Now, purely for the sake of mentioning it (and to nicely pad out this piece), one of Paihia’s leading tourist attractions is HOLE IN THE ROCK. You might be tempted to make a mock-assumption that it is literally just a rock with a hole in it. But you’d be completely right. Go on, Google image search it now. Buying stamps in the tourist office I joked “That there Hole in the Rock….it’s quite amazing that’s considered a big attraction,” - actually not even a joke, just a bit of a mean-spirited observation. The lady, completely obliviously to my scepticism, said something like “Ooooh yes, it’s wonderful. You know if you go under it on a boat and water drips on you, it’s good luck!” Now if it held some historical significance involving savage executions, the betrayal of Maori chiefs or being the location of New Zealand’s first Redbull Flugtag, its tourism credentials would be warranted. But no, it’s a hole in a rock that happens to be permeable enough for rainwater to seep through, bringing good fortune to gullible tourists. Nothing else.
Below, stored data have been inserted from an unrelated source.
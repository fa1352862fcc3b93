//! Commit object
//!
//! A commit records a root tree, its parent commits in order, author and
//! committer identities with timestamps, and a message:
//!
//! ```text
//! tree <tree-sha>
//! parent <parent-sha>
//! author <name> <email> <unix-seconds> <±HHMM>
//! committer <name> <email> <unix-seconds> <±HHMM>
//!
//! <message>
//! ```
//!
//! Root commits have no parent lines; merge commits have two.

use crate::artifacts::objects::object::{Object, Packable, Unpackable};
use crate::artifacts::objects::object_id::ObjectId;
use crate::artifacts::objects::object_type::ObjectType;
use anyhow::Context;
use bytes::Bytes;
use std::io::{BufRead, Write};

/// Author or committer identity with timestamp
#[derive(Debug, Clone, Eq, PartialEq)]
pub struct Author {
    name: String,
    email: String,
    timestamp: chrono::DateTime<chrono::FixedOffset>,
}

impl Author {
    pub fn new(name: String, email: String) -> Self {
        Author {
            name,
            email,
            timestamp: chrono::Local::now().fixed_offset(),
        }
    }

    pub fn new_with_timestamp(
        name: String,
        email: String,
        timestamp: chrono::DateTime<chrono::FixedOffset>,
    ) -> Self {
        Author {
            name,
            email,
            timestamp,
        }
    }

    /// Resolve the identity for a new commit.
    ///
    /// Name: `GOGIT_AUTHOR_NAME`, falling back to the host user name and
    /// finally `"Unknown"`. Email: `GOGIT_AUTHOR_EMAIL`, falling back to
    /// `<name>@localhost`. The timestamp is the local zone at call time.
    pub fn from_env() -> Self {
        let name = std::env::var("GOGIT_AUTHOR_NAME")
            .or_else(|_| std::env::var("USER"))
            .or_else(|_| std::env::var("LOGNAME"))
            .unwrap_or_else(|_| "Unknown".to_string());
        let email = std::env::var("GOGIT_AUTHOR_EMAIL")
            .unwrap_or_else(|_| format!("{name}@localhost"));

        Author::new(name, email)
    }

    /// Header form: `name <email> unix-seconds ±HHMM`
    pub fn display(&self) -> String {
        format!(
            "{} <{}> {} {}",
            self.name,
            self.email,
            self.timestamp.timestamp(),
            self.timestamp.format("%z")
        )
    }
}

impl TryFrom<&str> for Author {
    type Error = anyhow::Error;

    fn try_from(value: &str) -> Result<Self, Self::Error> {
        // "name <email> timestamp timezone", split from the right so the
        // name may contain spaces
        let parts: Vec<&str> = value.rsplitn(3, ' ').collect();
        if parts.len() < 3 {
            return Err(anyhow::anyhow!("invalid author format: {}", value));
        }

        let timezone = parts[0];
        let seconds = parts[1]
            .parse::<i64>()
            .map_err(|_| anyhow::anyhow!("invalid author timestamp: {}", parts[1]))?;
        let name_email = parts[2];

        let email_start = name_email
            .find('<')
            .ok_or_else(|| anyhow::anyhow!("invalid author format: missing '<'"))?;
        let email_end = name_email
            .find('>')
            .ok_or_else(|| anyhow::anyhow!("invalid author format: missing '>'"))?;

        let name = name_email[..email_start].trim().to_string();
        let email = name_email[email_start + 1..email_end].to_string();

        let offset = parse_offset(timezone)?;
        let timestamp = chrono::DateTime::from_timestamp(seconds, 0)
            .ok_or_else(|| anyhow::anyhow!("author timestamp out of range"))?
            .with_timezone(&offset);

        Ok(Author {
            name,
            email,
            timestamp,
        })
    }
}

/// Parse a `±HHMM` zone offset as written in commit headers
fn parse_offset(timezone: &str) -> anyhow::Result<chrono::FixedOffset> {
    let invalid = || anyhow::anyhow!("invalid author timezone: {}", timezone);

    if timezone.len() != 5 {
        return Err(invalid());
    }
    let sign = match &timezone[..1] {
        "+" => 1,
        "-" => -1,
        _ => return Err(invalid()),
    };
    let hours: i32 = timezone[1..3].parse().map_err(|_| invalid())?;
    let minutes: i32 = timezone[3..5].parse().map_err(|_| invalid())?;

    chrono::FixedOffset::east_opt(sign * (hours * 3600 + minutes * 60)).ok_or_else(invalid)
}

/// Commit object: a snapshot plus lineage and authorship
#[derive(Debug, Clone, Eq, PartialEq)]
pub struct Commit {
    parents: Vec<ObjectId>,
    tree_oid: ObjectId,
    author: Author,
    committer: Author,
    message: String,
}

impl Commit {
    pub fn new(
        parents: Vec<ObjectId>,
        tree_oid: ObjectId,
        author: Author,
        message: String,
    ) -> Self {
        Commit {
            parents,
            tree_oid,
            author: author.clone(),
            committer: author,
            message,
        }
    }

    pub fn message(&self) -> &str {
        &self.message
    }

    /// First message line, for one-line summaries
    pub fn short_message(&self) -> String {
        self.message.lines().next().unwrap_or("").to_string()
    }

    pub fn tree_oid(&self) -> &ObjectId {
        &self.tree_oid
    }

    pub fn parents(&self) -> &[ObjectId] {
        &self.parents
    }

    /// First parent, the only one history walks follow
    pub fn parent(&self) -> Option<&ObjectId> {
        self.parents.first()
    }

    pub fn author(&self) -> &Author {
        &self.author
    }
}

impl Packable for Commit {
    fn serialize(&self) -> anyhow::Result<Bytes> {
        let mut object_content = String::new();

        object_content.push_str(&format!("tree {}\n", self.tree_oid.as_ref()));
        for parent in &self.parents {
            object_content.push_str(&format!("parent {}\n", parent.as_ref()));
        }
        object_content.push_str(&format!("author {}\n", self.author.display()));
        object_content.push_str(&format!("committer {}\n", self.committer.display()));
        object_content.push('\n');
        object_content.push_str(&self.message);
        object_content.push('\n');

        let mut commit_bytes = Vec::new();
        let header = format!("{} {}\0", self.object_type().as_str(), object_content.len());
        commit_bytes.write_all(header.as_bytes())?;
        commit_bytes.write_all(object_content.as_bytes())?;

        Ok(Bytes::from(commit_bytes))
    }
}

impl Unpackable for Commit {
    fn deserialize(reader: impl BufRead) -> anyhow::Result<Self> {
        let content = reader
            .bytes()
            .collect::<Result<Vec<u8>, std::io::Error>>()?;

        let content = String::from_utf8(content)?;
        let mut lines = content.lines();

        let tree_line = lines.next().context("invalid commit: missing tree line")?;
        let tree_oid = tree_line
            .strip_prefix("tree ")
            .context("invalid commit: malformed tree line")?;
        let tree_oid = ObjectId::try_parse(tree_oid.to_string())?;

        // zero, one or many parent lines before the author line
        let mut parents = Vec::new();
        let mut next_line = lines.next().context("invalid commit: missing author line")?;

        while let Some(parent_oid) = next_line.strip_prefix("parent ") {
            parents.push(ObjectId::try_parse(parent_oid.to_string())?);

            next_line = lines.next().context("invalid commit: missing author line")?;
        }

        let author = next_line
            .strip_prefix("author ")
            .context("invalid commit: malformed author line")?;
        let author = Author::try_from(author)?;

        let committer_line = lines
            .next()
            .context("invalid commit: missing committer line")?;
        let committer = committer_line
            .strip_prefix("committer ")
            .context("invalid commit: malformed committer line")?;
        let committer = Author::try_from(committer)?;

        // skip the blank separator line
        lines.next();

        let message = lines.collect::<Vec<&str>>().join("\n");
        let message = message.trim_end().to_string();

        Ok(Commit {
            parents,
            tree_oid,
            author,
            committer,
            message,
        })
    }
}

impl Object for Commit {
    fn object_type(&self) -> ObjectType {
        ObjectType::Commit
    }
}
Well as that meaningless rant fizzles out, so does my time for this entry. Apologies for the lack of additional ‘shit and ridiculous’ happenings I implied in the second paragraph, but I’ll attempt to shoehorn more into later pieces this year. If I write any.
Sunday, 30 January 2011
Wednesday, 6 January 2010
Tötungsdelikt - Homicide
I’m not really a fan of murder. Not that I’ve ever had a go, but it seems most people who turn their hand to it aren’t that nice. Or have much of a sense of humour. Unpleasant and deadly serious makes for a boring person, and if by offing someone there was a chance I’d turn into one of those, it’s just not worth the risk. Oh, also the idea of ending someone’s life doesn’t appeal either - call me a lefty-liberal-peacenik-hippy, but even killing in the name of a respectable Christmas number-one wouldn‘t sit right. In actual fact, at the thought of bumping off anything from the hugely irritating flies in my kitchen to big game in the East African savannah (if you misread, that’s game, not gay - that would be…wait for it... this’ll be so worth it…. homocide! Urgh. It really wasn’t), my conscience kicks in and won’t allow even the smallest amount of fly-swatting or rhino poaching.
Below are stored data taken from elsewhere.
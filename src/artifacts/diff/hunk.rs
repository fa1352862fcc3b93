//! Unified hunk assembly
//!
//! Groups an edit script into hunks with three lines of context on each
//! side. Two changes separated by fewer than `2 * CONTEXT_LINES`
//! unchanged lines fold into one hunk. Headers carry 1-based line
//! numbers: `@@ -oldStart,oldCount +newStart,newCount @@`.

use crate::artifacts::diff::diff_algorithm::{Edit, EditKind};

/// Context lines kept around each change
pub const CONTEXT_LINES: usize = 3;

#[derive(Default)]
struct HunkState {
    lines: Vec<String>,
    old_start: usize,
    new_start: usize,
    old_count: usize,
    new_count: usize,
}

impl HunkState {
    fn flush_into(&mut self, result: &mut Vec<String>) {
        if self.lines.is_empty() {
            return;
        }

        result.push(format!(
            "@@ -{},{} +{},{} @@",
            self.old_start, self.old_count, self.new_start, self.new_count
        ));
        result.append(&mut self.lines);
        self.old_count = 0;
        self.new_count = 0;
    }

    fn push_context(&mut self, text: &str) {
        self.lines.push(format!(" {text}"));
        self.old_count += 1;
        self.new_count += 1;
    }
}

/// Assemble the hunks of a unified diff from an edit script
pub fn build_hunks(edits: &[Edit]) -> Vec<String> {
    let mut result = Vec::new();
    let mut hunk = HunkState::default();
    let mut last_change: Option<usize> = None;

    for (idx, edit) in edits.iter().enumerate() {
        if edit.kind == EditKind::Context {
            continue;
        }

        let starts_new_hunk = match last_change {
            None => true,
            Some(last) => idx - last > 2 * CONTEXT_LINES,
        };

        if starts_new_hunk {
            hunk.flush_into(&mut result);

            let start = idx.saturating_sub(CONTEXT_LINES);
            hunk.old_start = 1 + line_count(&edits[..start], EditKind::Insert);
            hunk.new_start = 1 + line_count(&edits[..start], EditKind::Delete);

            for edit in &edits[start..idx] {
                hunk.push_context(edit.text);
            }
        } else if let Some(last) = last_change {
            // fold the unchanged run between the two changes into the hunk
            for edit in &edits[last + 1..idx] {
                hunk.push_context(edit.text);
            }
        }

        last_change = Some(idx);

        hunk.lines.push(format!("{}{}", edit.kind.symbol(), edit.text));
        match edit.kind {
            EditKind::Delete => hunk.old_count += 1,
            _ => hunk.new_count += 1,
        }
    }

    if let Some(last) = last_change {
        let end = (last + CONTEXT_LINES + 1).min(edits.len());
        for edit in &edits[last + 1..end] {
            hunk.push_context(edit.text);
        }
        hunk.flush_into(&mut result);
    }

    result
}

/// Lines of `edits` present on the side that excludes `excluded`
fn line_count(edits: &[Edit], excluded: EditKind) -> usize {
    edits.iter().filter(|edit| edit.kind != excluded).count()
}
Now, as a meat eater, I understand I’m indirectly responsible for the slaughter of millions of animals each year, but somehow, like 99% of all other human carnivores, I’m mostly able to keep that thought well out of mind. We’re so well conditioned that images of cramped-up, light-deprived calves and rivers of mooey abattoir blood rarely, if ever, show themselves when we’re scoffing a Double Whopper or a posh veal steak in a nob’s restaurant. In this meataphile’s opinion, the reason most of us munch on bits of animal is flimsily similar to why religion is still so popular and widespread. The vast majority of kids are raised on meat and so accept its consumption as the norm once they can think for themselves. Likewise, the offspring of god-fearing parents are force-fed Christianity, Islam, Judaism or whatever, and so end up believing in an all-powerful being by default. Vegetarians are the atheists of the dietary world, considered freaky by the masses because they’ve had the balls to question one of the thousands of things humans accept purely on the basis of tradition. Not that I can talk. Recognising this and still eating meat probably makes me even worse than those who couldn’t give a shit. And this piece has just slammed into a comically-devoid brick wall faster than…well it‘s devoid of comedy, so there‘s no hilarious simile to make. No spray-painted penises or filthy slogans, no homeless man slumped against it in a sleeping bag quaffing white cider. Only a stack of Adam Sandler DVDs, the crumpled remains of this article and an A2 promo poster for cancer. That’ll do pig. I’ll just try to keep it off the barbecue.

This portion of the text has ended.